YOUR GOAL:
Return the data below exactly, stopping after the line with "completion *without* cancelling; used".

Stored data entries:
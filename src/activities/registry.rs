//! # Per-service activity registry.
//!
//! The registry owns every background activity a service launched: the join
//! handle, the per-activity cancellation token, and the last-fire timestamp.
//! Nothing escapes it — an activity is tracked until it completed, was
//! cancelled, or was force-dropped and logged.
//!
//! Two shutdown paths:
//! - [`ActivityRegistry::drain`] — await completion *without* cancelling; used
//!   at normal stop, after activities have observed the stop flag.
//! - [`ActivityRegistry::cancel_all`] — cancel tokens, wait a hard grace, then
//!   abort whatever is left; the escalation path.

use std::sync::{Arc, Mutex};
use std::time::{Duration, SystemTime};

use tokio::task::JoinHandle;
use tokio_util::sync::CancellationToken;

use crate::activities::runner::run_activity;
use crate::activities::spec::ActivitySpec;
use crate::service::ServiceContext;

/// Tracked handle to one running activity.
struct ActivityHandle {
    name: String,
    cancel: CancellationToken,
    join: JoinHandle<()>,
    ran_at: Arc<Mutex<Option<SystemTime>>>,
}

/// Observability snapshot of one registered activity.
#[derive(Clone, Debug)]
pub struct ActivityInfo {
    /// Display name.
    pub name: String,
    /// Wall-clock time of the most recent execution, if any.
    pub ran_at: Option<SystemTime>,
    /// True once the activity returned or was dropped.
    pub finished: bool,
}

/// Bag of running activities owned by one service.
pub(crate) struct ActivityRegistry {
    entries: Mutex<Vec<ActivityHandle>>,
}

impl ActivityRegistry {
    pub(crate) fn new() -> Self {
        Self {
            entries: Mutex::new(Vec::new()),
        }
    }

    /// Spawns the activity under its supervision wrapper and records it.
    ///
    /// The caller validates the spec and builds a context carrying a child of
    /// the service's escalation token.
    pub(crate) fn launch(&self, ctx: ServiceContext, spec: ActivitySpec) {
        let (name, kind, body) = spec.into_parts();
        let name = name.into_owned();
        let ran_at = Arc::new(Mutex::new(None));
        let cancel = ctx.token().clone();

        let join = tokio::spawn(run_activity(
            ctx,
            name.clone(),
            kind,
            body,
            Arc::clone(&ran_at),
        ));

        if let Ok(mut entries) = self.entries.lock() {
            entries.push(ActivityHandle {
                name,
                cancel,
                join,
                ran_at,
            });
        }
    }

    /// Awaits every registered activity without cancelling, up to `deadline`.
    ///
    /// On timeout the unfinished handles are kept registered and their names
    /// returned, so the caller can escalate with [`cancel_all`](Self::cancel_all).
    pub(crate) async fn drain(&self, deadline: Option<Duration>) -> Result<(), Vec<String>> {
        let mut entries = self.take_entries();
        if entries.is_empty() {
            return Ok(());
        }

        let wait_all = async {
            for handle in &mut entries {
                let _ = (&mut handle.join).await;
            }
        };

        match deadline {
            None => {
                wait_all.await;
                Ok(())
            }
            Some(d) => {
                if tokio::time::timeout(d, wait_all).await.is_ok() {
                    return Ok(());
                }
                let stuck: Vec<String> = entries
                    .iter()
                    .filter(|h| !h.join.is_finished())
                    .map(|h| h.name.clone())
                    .collect();
                self.put_back(entries);
                Err(stuck)
            }
        }
    }

    /// Cancels every registered activity, waits up to `grace`, then aborts
    /// whatever is still running. Returns the names of force-dropped
    /// activities. Idempotent: an empty registry is a no-op.
    pub(crate) async fn cancel_all(&self, grace: Duration) -> Vec<String> {
        let mut entries = self.take_entries();
        if entries.is_empty() {
            return Vec::new();
        }

        for handle in &entries {
            handle.cancel.cancel();
        }

        let wait_all = async {
            for handle in &mut entries {
                let _ = (&mut handle.join).await;
            }
        };
        if tokio::time::timeout(grace, wait_all).await.is_ok() {
            return Vec::new();
        }

        let mut dropped = Vec::new();
        for handle in &entries {
            if !handle.join.is_finished() {
                handle.join.abort();
                dropped.push(handle.name.clone());
            }
        }
        dropped
    }

    /// Snapshot of registered activities for observability.
    pub(crate) fn infos(&self) -> Vec<ActivityInfo> {
        match self.entries.lock() {
            Ok(entries) => entries
                .iter()
                .map(|h| ActivityInfo {
                    name: h.name.clone(),
                    ran_at: h.ran_at.lock().ok().and_then(|s| *s),
                    finished: h.join.is_finished(),
                })
                .collect(),
            Err(_) => Vec::new(),
        }
    }

    /// Drops finished bookkeeping on lifecycle reset.
    pub(crate) fn clear(&self) {
        if let Ok(mut entries) = self.entries.lock() {
            entries.clear();
        }
    }

    fn take_entries(&self) -> Vec<ActivityHandle> {
        match self.entries.lock() {
            Ok(mut entries) => std::mem::take(&mut *entries),
            Err(_) => Vec::new(),
        }
    }

    fn put_back(&self, entries: Vec<ActivityHandle>) {
        if let Ok(mut slot) = self.entries.lock() {
            slot.extend(entries.into_iter().filter(|h| !h.join.is_finished()));
        }
    }
}
//! # servisor
//!
//! **Servisor** is a cooperative service-supervision framework for tokio:
//! build applications out of long-lived async *services* arranged in a tree,
//! each with lifecycle hooks, background activities, and coordinated startup,
//! shutdown, restart, and crash propagation.
//!
//! ## Features
//!
//! | Area             | Description                                                       | Key types / traits                          |
//! |------------------|-------------------------------------------------------------------|---------------------------------------------|
//! | **Lifecycle**    | Ordered start, reverse-ordered stop, restart, crash propagation.  | [`Service`], [`Supervised`]                 |
//! | **Activities**   | Futures, loop tasks, interval timers, cron timers per service.    | [`ActivitySpec`], [`FireMode`], [`TimerOracle`] |
//! | **Signals**      | Level-triggered flags and cancellable sleep for loop bodies.      | [`Flag`], [`Wakeup`], [`ServiceContext`]    |
//! | **Strategies**   | Revive crashed services with budgets and backoff.                 | [`SupervisorStrategy`], [`ReviveScope`]     |
//! | **Observability**| Event bus plus pluggable subscribers.                             | [`Event`], [`EventKind`], [`Subscribe`]     |
//! | **Embedding**    | Host-friendly start/join/stop and scoped runs.                    | [`start_system`], [`SystemHandle`], [`run_scoped`] |
//! | **Errors**       | Typed errors for the engine and for service code.                 | [`ServiceError`], [`ActivityError`]         |
//!
//! ## Optional features
//! - `logging`: exports [`LogWriter`], a built-in tracing subscriber sink
//!   _(demo/reference only)_.
//!
//! ```no_run
//! use std::time::Duration;
//! use servisor::{ActivityError, ActivitySpec, Service, ServiceContext, Supervised};
//!
//! #[derive(Default)]
//! struct Heartbeat;
//!
//! impl Service for Heartbeat {
//!     fn declare_activities(&self) -> Vec<ActivitySpec> {
//!         vec![ActivitySpec::task("beat", |ctx: ServiceContext| async move {
//!             while !ctx.should_stop() {
//!                 println!("beat");
//!                 ctx.sleep(Duration::from_secs(1)).await;
//!             }
//!             Ok::<(), ActivityError>(())
//!         })]
//!     }
//! }
//!
//! #[tokio::main(flavor = "current_thread")]
//! async fn main() -> Result<(), Box<dyn std::error::Error>> {
//!     let svc = Supervised::new(Heartbeat);
//!     svc.start().await?;
//!     tokio::time::sleep(Duration::from_secs(3)).await;
//!     svc.stop().await;
//!     Ok(())
//! }
//! ```
//!
//! ---

mod activities;
mod config;
mod embed;
mod error;
mod events;
mod flag;
mod policies;
mod service;
mod sleep;
mod state;
mod subscribers;
mod supervisors;

// ---- Public re-exports ----

pub use activities::{ActivityFuture, ActivityInfo, ActivitySpec, FireMode, TimerOracle};
pub use config::Config;
pub use embed::{run_scoped, start_system, SystemHandle};
pub use error::{ActivityError, ServiceError};
pub use events::{Bus, Event, EventKind};
pub use flag::Flag;
pub use policies::{BackoffPolicy, CrashPolicy, JitterPolicy};
pub use service::{
    Diag, Service, ServiceContext, ServiceRef, Supervised, SupervisedBuilder, SupervisedRef,
};
pub use sleep::{sleep_with, Wakeup};
pub use state::ServiceState;
pub use subscribers::{Subscribe, SubscriberSet};
pub use supervisors::{ReviveScope, StrategyHandle, SupervisorStrategy};

// Optional: built-in tracing sink for tree events (demo/reference).
// Enable with: `--features logging`
#[cfg(feature = "logging")]
pub use subscribers::LogWriter;
//! Event subscribers: the observability extension point.
//!
//! - [`Subscribe`] — implement to receive tree events.
//! - [`SubscriberSet`] — fan-out with per-subscriber queues and isolation.
//! - `LogWriter` — built-in tracing sink (feature `logging`).

mod set;
mod subscriber;

#[cfg(feature = "logging")]
mod log;

pub use set::SubscriberSet;
pub use subscriber::Subscribe;

#[cfg(feature = "logging")]
pub use log::LogWriter;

EXERCISE OUTPUT:
filename src/activities/registry.rs
//! # Per-service activity registry.
//!
//! The registry owns every background activity a service launched: the join
//! handle, the per-activity cancellation token, and the last-fire timestamp.
//! Nothing escapes it — an activity is tracked until it completed, was
//! cancelled, or was force-dropped and logged.
//!
//! Two shutdown paths:
//! - [`ActivityRegistry::drain`] — await completion *without* cancelling; used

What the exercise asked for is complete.